Мы курили в коридоре, когда появился звукооператор — женщина в лохматом вязаном платье. В этом наряде она напоминала бурого медведя, и Вадим Сергеевич оглядел ее с интересом. Она дала мне коробку с пленкой и удалилась.

— Похоже, мы провалились, — сказала я.

— Похоже, что так, — согласился он, — но вы не расстраивайтесь. Валите все на меня. Я не понимаю, о чем можно пятнадцать минут толковать на эту тему, и так все ясно.

Я не слишком расстроилась, потому что устала от радио: наигранной бодрости и страха не пропустить крамолу, которого не скрывали, а наоборот, подчеркивали как свидетельство лояльности. А Вадим Сергеевич оказался отличным рассказчиком и поведал мне удивительную историю. Недавно он ездил в Швецию. Их, двух ленинградских писателей, поселили в гостинице, напротив которой был магазин "Sex-shop". Советским людям запрещалось посещать такие места, писатели были уверены, что за ними следят, но поглядывали из окна, кто заходит в это ужасное заведение. Посетители были разные, даже дети, и им было видно, что многие что-то там покупают. Наконец, любопытство пересилило страх, и писатели решили зайти в "Sex-shop". Продумали маскировку, дождались темноты, вывернули свои плащи "болонья" наизнанку (чтобы не узнали — пояснил Вадим Сергеевич) и пересекли улицу.

— И что там было? — спросила я, оторопев от их конспирации.

— А, разная ерунда, — небрежно сказал Вадим Сергеевич, — пластмасса. Пластмассовые кнуты, кандалы, какие-то ошейники с шипами, тряпки, еще... ну, в общем, муляжи. Так, дребедень, ничего интересного.

Я подумала, что самым интересным среди пластмассовой дребедени были они сами — мужики в вывернутых наизнанку плащах, и что эта маскировка была рискованнее всего в их приключении.

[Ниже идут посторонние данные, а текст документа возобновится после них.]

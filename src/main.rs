mod domain;
mod infrastructure;
mod presentation;

use domain::models::{AppEvent, MessageSeverity, StatusMessage};
use domain::session::SessionStore;
use domain::settings::SettingsService;
use eframe::egui;
use infrastructure::bluetooth::orchestrator::OrchestratorConfig;
use infrastructure::bluetooth::BluetoothService;
use std::sync::Arc;
use tokio::sync::mpsc;
use tracing::{error, info, warn};

fn main() -> anyhow::Result<()> {
    let settings_service = SettingsService::new()?;
    let settings = settings_service.get().clone();

    let logging_guard = infrastructure::logging::init_logger(&settings.log_settings)
        .map_err(|e| eprintln!("Failed to initialize logging: {}", e))
        .ok();

    info!("Starting Dual Tilt Monitor");

    // Write the effective settings back so the file exists for editing.
    if let Err(e) = settings_service.save() {
        warn!("Could not save settings: {}", e);
    }

    let store = Arc::new(SessionStore::new(settings.identities()));
    let (event_tx, event_rx) = mpsc::unbounded_channel();

    let bluetooth = match OrchestratorConfig::from_settings(&settings)
        .and_then(|config| BluetoothService::spawn(config, store.clone(), event_tx.clone()))
    {
        Ok(service) => Some(service),
        Err(e) => {
            error!("Bluetooth disabled: {:#}", e);
            let _ = event_tx.send(AppEvent::LogMessage(StatusMessage {
                message: format!("Bluetooth disabled: {}", e),
                severity: MessageSeverity::Warning,
            }));
            None
        }
    };

    let options = eframe::NativeOptions {
        viewport: egui::ViewportBuilder::default()
            .with_inner_size([640.0, 640.0])
            .with_title("Dual Tilt Monitor"),
        ..Default::default()
    };

    let sensors = settings.sensors.clone();
    eframe::run_native(
        "Dual Tilt Monitor",
        options,
        Box::new(move |_cc| {
            Ok(Box::new(presentation::app::TiltApp::new(
                sensors,
                store,
                event_rx,
                bluetooth,
                logging_guard,
            )))
        }),
    )
    .map_err(|e| anyhow::anyhow!("GUI error: {}", e))
}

Вернулась звукооператор, сказала, что можно прослушать пленку, и я попрощалась с Шефнером. Все оказалось еще хуже, чем я ожидала: наши голоса звучали тоскливо, лучше всего вышло "вышел зайчик погулять", но он не имел отношения к теме. Я переписала диалог на бумагу, утром принесла редактору и получила по полной программе: он кричал, что это кощунство, скандал, и, наверное, был прав. Они кое-как перемонтировали пленку, передача вышла в эфир, а я покинула радио с легким сердцем.

— Ты не отчаивайся, — сказал мой покровитель, — подождем, пока они остынут, все забудется, и вернешься туда. До сих пор они были тобой довольны.

— Коленька, дорогой, — взмолилась я, — не надо больше ничего для меня делать. Ты видишь, я бездарная, у меня ничего не получается.

— Нет, ты талантливая, — строго сказал он, — а не получается, потому что всему учишься "с колёс".

— Скорее, под колесами, — пробормотала я. — Давай на этом закончим.

Он вроде бы согласился, но вскоре опять позвонил: "Я пробил для тебя на телевидении передачу про Чуркина".

— Про какого Чуркина? — ужаснулась я.

— Александр Дмитриевич Чуркин, поэт-песенник. "Далеко-далеко, где кочуют туманы... И ранней порой мелькнет за кормой знакомый платок голубой..." — фальшиво пропел Коля. — Поговоришь с Соловьевым-Седым, с Рождественским, с Чепуровым, с вдовой Чуркина. Не тушуйся, все у тебя получится.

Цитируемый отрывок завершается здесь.